The affidavit upon which the attachment was sued out was perhaps technically but not substantially defective. On motion it could have been corrected without prejudice to the defendant in the attachment, and would not have been any sufficient reason for abating the same. Tet this is relied upon as showing a want of jurisdiction to issue the attachment, and there being no jurisdiction, the writ in the hands of the officer was void, and being void the defendant in this prosecution was justified in resisting the officer.
The demurrer to the indictment which was overruled, and the instructions of the defendant which the court refused to give, were in the main founded upon the idea that the writ of attachment was void in the hands of the constable on account of a technical defect in the affidavit. The mistake in all this consists in not taking the proper distinction between a void process, (to execute which would of course make the officer a trespasser,) and a process over which a magistrate has jurisdiction, but in exercising which he does not in *437all particulars follow the requirements of the law. In such a case it is not competent for the officer to determine the validity of the proceeding, nor would he be held inexcusable . if he refused under such circumstances to execute the writ.

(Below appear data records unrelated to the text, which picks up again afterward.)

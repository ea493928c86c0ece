//! Configuration file watcher for hot reload.
//!
//! A single editor save produces a burst of filesystem events; the
//! watcher debounces the burst, reloads through the validating loader
//! and suppresses rewrites that do not change the effective
//! configuration. Consumers therefore only ever see real, valid
//! changes; an invalid rewrite is logged and the running configuration
//! stays in force.

use std::path::{Path, PathBuf};
use std::time::Duration;

use notify::{Event, RecommendedWatcher, RecursiveMode, Watcher};
use tokio::sync::mpsc;

use crate::config::loader::load_config;
use crate::config::schema::TrustConfig;

/// Quiet period after the last filesystem event before reloading.
const DEBOUNCE: Duration = Duration::from_millis(250);

/// Tracks the last accepted configuration by its serialized form.
struct ChangeTracker {
    last: Option<String>,
}

impl ChangeTracker {
    fn new() -> Self {
        Self { last: None }
    }

    /// True when `config` differs from the last accepted one.
    fn accept(&mut self, config: &TrustConfig) -> bool {
        let fingerprint = toml::to_string(config).unwrap_or_default();
        if self.last.as_deref() == Some(fingerprint.as_str()) {
            return false;
        }
        self.last = Some(fingerprint);
        true
    }
}

/// Watches one configuration file and emits validated updates.
pub struct ConfigWatcher {
    path: PathBuf,
}

impl ConfigWatcher {
    pub fn new(path: &Path) -> Self {
        Self {
            path: path.to_path_buf(),
        }
    }

    /// Start watching. Returns the filesystem watcher, which must stay
    /// alive for events to keep flowing, and the stream of validated
    /// configuration updates.
    pub fn spawn(
        self,
    ) -> Result<(RecommendedWatcher, mpsc::UnboundedReceiver<TrustConfig>), notify::Error> {
        let (event_tx, mut event_rx) = mpsc::unbounded_channel();
        let mut watcher = RecommendedWatcher::new(
            move |res: notify::Result<Event>| match res {
                Ok(event) if event.kind.is_modify() || event.kind.is_create() => {
                    let _ = event_tx.send(());
                }
                Ok(_) => {}
                Err(e) => tracing::error!(error = %e, "Config watch error"),
            },
            notify::Config::default(),
        )?;
        watcher.watch(&self.path, RecursiveMode::NonRecursive)?;

        let (update_tx, update_rx) = mpsc::unbounded_channel();
        let path = self.path.clone();
        tokio::spawn(async move {
            let mut tracker = ChangeTracker::new();
            while event_rx.recv().await.is_some() {
                // Drain the rest of the burst before reloading.
                loop {
                    match tokio::time::timeout(DEBOUNCE, event_rx.recv()).await {
                        Ok(Some(())) => continue,
                        Ok(None) | Err(_) => break,
                    }
                }

                match load_config(&path) {
                    Ok(config) if tracker.accept(&config) => {
                        tracing::info!(path = ?path, "Configuration changed on disk");
                        if update_tx.send(config).is_err() {
                            break;
                        }
                    }
                    Ok(_) => {
                        tracing::debug!(path = ?path, "Configuration rewritten without changes");
                    }
                    Err(e) => {
                        tracing::warn!(
                            path = ?path,
                            error = %e,
                            "Rejected reload, keeping the running configuration"
                        );
                    }
                }
            }
        });

        tracing::info!(path = ?self.path, "Config watcher started");
        Ok((watcher, update_rx))
    }
}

The Code provides that the party suing out the attachment process shall not be prejudiced for any defect which the affidavit or bond may contain, provided such defect be rectified within a reasonable time after the same is discovered. It does not follow, therefore, that an officer having a writ of this description to execute, may refuse to do so, or has no power or authority to do so because the affidavit was defective in some particular. A legal fallacy underlies all the objections taken to the proceedings below, by the defendant, and the case must therefore be affirmed.
Judgment affirmed.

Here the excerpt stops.